### DATA EXCERPTS
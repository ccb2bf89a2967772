//! CLI commands.

mod decode;
mod encode;
mod sign;
mod verify;

use anyhow::Result;
use clap::{Parser, Subcommand};

use crate::config::Settings;
use crate::logging;
use crate::output::OutputFormat;

/// gid - Encode, decode, sign, and verify global ids.
#[derive(Debug, Parser)]
#[command(name = "gid")]
#[command(author, version, about, long_about = None)]
pub struct Cli {
    /// Output format (table or json).
    #[arg(long, global = true, default_value = "table")]
    format: String,

    /// Default app name for new ids.
    #[arg(long, global = true, env = "GID_APP")]
    app: Option<String>,

    /// Secret used to sign and verify tokens.
    #[arg(long, global = true, env = "GID_SECRET", hide_env_values = true)]
    secret: Option<String>,

    /// Default token lifetime in seconds.
    #[arg(long, global = true, env = "GID_EXPIRES_IN")]
    expires_in: Option<i64>,

    /// Log filter (e.g. debug, global_id=trace). RUST_LOG wins when set.
    #[arg(long, global = true, env = "GID_LOG_LEVEL")]
    log_level: Option<String>,

    #[command(subcommand)]
    command: Commands,
}

#[derive(Debug, Subcommand)]
enum Commands {
    /// Build a gid:// URI for a model.
    Encode(encode::EncodeCommand),

    /// Show the components of a gid:// URI or param.
    Decode(decode::DecodeCommand),

    /// Sign a global id into a token.
    Sign(sign::SignCommand),

    /// Verify a signed token.
    Verify(verify::VerifyCommand),

    /// Show CLI version.
    Version,
}

impl Cli {
    /// Run the CLI command.
    pub fn run(self) -> Result<()> {
        logging::init(self.log_level.as_deref());

        let format = match self.format.as_str() {
            "json" => OutputFormat::Json,
            _ => OutputFormat::Table,
        };

        let settings = Settings {
            app: self.app,
            secret: self.secret,
            expires_in: self.expires_in,
        };
        settings.install()?;

        let ctx = CommandContext { settings, format };

        match self.command {
            Commands::Encode(cmd) => cmd.run(ctx),
            Commands::Decode(cmd) => cmd.run(ctx),
            Commands::Sign(cmd) => cmd.run(ctx),
            Commands::Verify(cmd) => cmd.run(ctx),
            Commands::Version => {
                println!("gid {}", env!("CARGO_PKG_VERSION"));
                Ok(())
            }
        }
    }
}

/// Shared command context.
pub struct CommandContext {
    pub settings: Settings,
    pub format: OutputFormat,
}
//! Error handling and display for the CLI.

use colored::Colorize;
use global_id::GidError;
use thiserror::Error;

/// CLI-specific errors.
#[derive(Debug, Error)]
pub enum CliError {
    #[error("No app specified. Use --app or set GID_APP.")]
    MissingApp,

    #[error("No signing secret specified. Use --secret or set GID_SECRET.")]
    MissingSecret,

    #[error("Not a global id: {0}")]
    NotAGlobalId(String),

    #[error("Token rejected: forged, expired, or signed for another purpose")]
    Rejected,

    #[error(transparent)]
    Library(#[from] GidError),
}

/// Print an error in a user-friendly format.
pub fn print_error(err: &anyhow::Error) {
    eprintln!("{} {:#}", "Error:".red().bold(), err);

    if let Some(cli_err) = err.downcast_ref::<CliError>() {
        match cli_err {
            CliError::NotAGlobalId(_) => {
                eprintln!(
                    "\n{}",
                    "Hint: expected gid://app/Model/id or its base64 param form.".yellow()
                );
            }
            CliError::Rejected => {
                eprintln!(
                    "\n{}",
                    "Hint: check GID_SECRET and the --for purpose used when signing.".yellow()
                );
            }
            CliError::Library(GidError::InvalidApp { .. }) => {
                eprintln!(
                    "\n{}",
                    "Hint: app names may only contain letters, digits, and hyphens.".yellow()
                );
            }
            _ => {}
        }
    }
}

### DIRECTIONS
Only one stretch is wanted, so please give again exactly the lines from the start of the data through the line containing "for a model.", both ends included.

### ANSWER BOX
repository ccb2bf89a2967772
//! CLI commands.

mod decode;
mod encode;
mod sign;
mod verify;

use anyhow::Result;
use clap::{Parser, Subcommand};

use crate::config::Settings;
use crate::logging;
use crate::output::OutputFormat;

/// gid - Encode, decode, sign, and verify global ids.
#[derive(Debug, Parser)]
#[command(name = "gid")]
#[command(author, version, about, long_about = None)]
pub struct Cli {
    /// Output format (table or json).
    #[arg(long, global = true, default_value = "table")]
    format: String,

    /// Default app name for new ids.
    #[arg(long, global = true, env = "GID_APP")]
    app: Option<String>,

    /// Secret used to sign and verify tokens.
    #[arg(long, global = true, env = "GID_SECRET", hide_env_values = true)]
    secret: Option<String>,

    /// Default token lifetime in seconds.
    #[arg(long, global = true, env = "GID_EXPIRES_IN")]
    expires_in: Option<i64>,

    /// Log filter (e.g. debug, global_id=trace). RUST_LOG wins when set.
    #[arg(long, global = true, env = "GID_LOG_LEVEL")]
    log_level: Option<String>,

    #[command(subcommand)]
    command: Commands,
}

#[derive(Debug, Subcommand)]
enum Commands {
    /// Build a gid:// URI for a model.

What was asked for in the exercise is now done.